▸ DIRECTIONS
Exactly how many lines in the entries contain "delta"? Give that number alone.

▸ DATA
[Start of Attachment]
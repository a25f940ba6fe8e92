//! General-purpose byte modes. None of these know anything about the data they
//! touch; they differ in how the damage is spread.

use super::{below, pick_window, random_byte};
use rand::Rng;

pub(super) fn bitflip<R: Rng + ?Sized>(buf: &mut [u8], count: usize, rng: &mut R) {
    let len = buf.len();
    for _ in 0..count {
        let idx = below(rng, len);
        buf[idx] ^= 1 << below(rng, 8);
    }
}

pub(super) fn byteswap<R: Rng + ?Sized>(buf: &mut [u8], count: usize, rng: &mut R) {
    let len = buf.len();
    for _ in 0..count {
        let a = below(rng, len);
        let b = below(rng, len);
        buf.swap(a, b);
    }
}

pub(super) fn checkerboard<R: Rng + ?Sized>(buf: &mut [u8], count: usize, rng: &mut R) {
    let window = pick_window(rng, buf.len(), count);
    for (i, byte) in buf[window].iter_mut().enumerate() {
        *byte = if i & 1 == 0 { 0xFF } else { 0x00 };
    }
}

pub(super) fn texturevomit<R: Rng + ?Sized>(buf: &mut [u8], count: usize, rng: &mut R) {
    let len = buf.len();
    for _ in 0..count {
        let idx = below(rng, len);
        buf[idx] = random_byte(rng);
    }
}

pub(super) fn everybyte<R: Rng + ?Sized>(buf: &mut [u8], count: usize, rng: &mut R) {
    let window = pick_window(rng, buf.len(), count);
    let magnitude = rng.random_range(1i8..=15);
    let delta = if rng.random_bool(0.5) {
        magnitude
    } else {
        -magnitude
    };
    for byte in &mut buf[window] {
        *byte = byte.wrapping_add_signed(delta);
    }
}

/// Level and map data tends to sit low in the heap, so only the first quarter is
/// eligible.
pub(super) fn worldlevel<R: Rng + ?Sized>(buf: &mut [u8], count: usize, rng: &mut R) {
    let quarter = buf.len() / 4;
    let region_len = if quarter == 0 { buf.len() } else { quarter };
    let window = pick_window(rng, region_len, count);
    for byte in &mut buf[window] {
        let nudge = below(rng, 64) as u8;
        *byte = if *byte < 0x80 {
            byte.wrapping_add(nudge)
        } else {
            byte.wrapping_sub(nudge)
        };
    }
}

pub(super) fn xor<R: Rng + ?Sized>(buf: &mut [u8], count: usize, rng: &mut R) {
    let len = buf.len();
    let mask = random_byte(rng);
    for _ in 0..count {
        let idx = below(rng, len);
        buf[idx] ^= mask;
    }
}

pub(super) fn clusterbytes<R: Rng + ?Sized>(buf: &mut [u8], count: usize, rng: &mut R) {
    let len = buf.len();
    let cluster = (count / 4).max(8);
    let center = below(rng, len);
    let start = center.saturating_sub(cluster / 2);
    let end = (start + cluster).min(len);
    for byte in &mut buf[start..end] {
        *byte ^= 1 << below(rng, 8);
    }
    for _ in 0..count.saturating_sub(end - start) {
        let idx = below(rng, len);
        buf[idx] = random_byte(rng);
    }
}

/// Player stats and flags usually live in the first 64KiB.
pub(super) fn statchanger<R: Rng + ?Sized>(buf: &mut [u8], count: usize, rng: &mut R) {
    let region_len = buf.len().min(0x10000);
    let window = pick_window(rng, region_len, count);
    for byte in &mut buf[window] {
        let mask = (1u8 << below(rng, 3)) | (1u8 << below(rng, 3));
        *byte ^= mask;
    }
}

/// Rotates a window to fake an insertion, then overwrites it with noise that
/// still carries a trace of the original byte.
pub(super) fn byteinject<R: Rng + ?Sized>(buf: &mut [u8], count: usize, rng: &mut R) {
    let len = buf.len();
    let start = len / 4 + below(rng, (len / 2).saturating_sub(count).max(1));
    let end = (start + count).min(len);
    let window = &mut buf[start..end];
    window.rotate_left(inject_rotation(count, window.len()));
    for byte in window.iter_mut() {
        let shift = 1 + below(rng, 3);
        *byte = random_byte(rng) ^ (*byte >> shift);
    }
    for _ in 0..count.saturating_sub(end - start) {
        let idx = below(rng, len);
        buf[idx] = random_byte(rng);
    }
}

/// How far byteinject rotates its window: `count % 7`, at least 1, wrapped to
/// the window.
fn inject_rotation(count: usize, window_len: usize) -> usize {
    if window_len == 0 {
        return 0;
    }
    (count % 7).max(1) % window_len
}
[End of Attachment]
▸ SOLUTION FOR THIS PROBLEM
2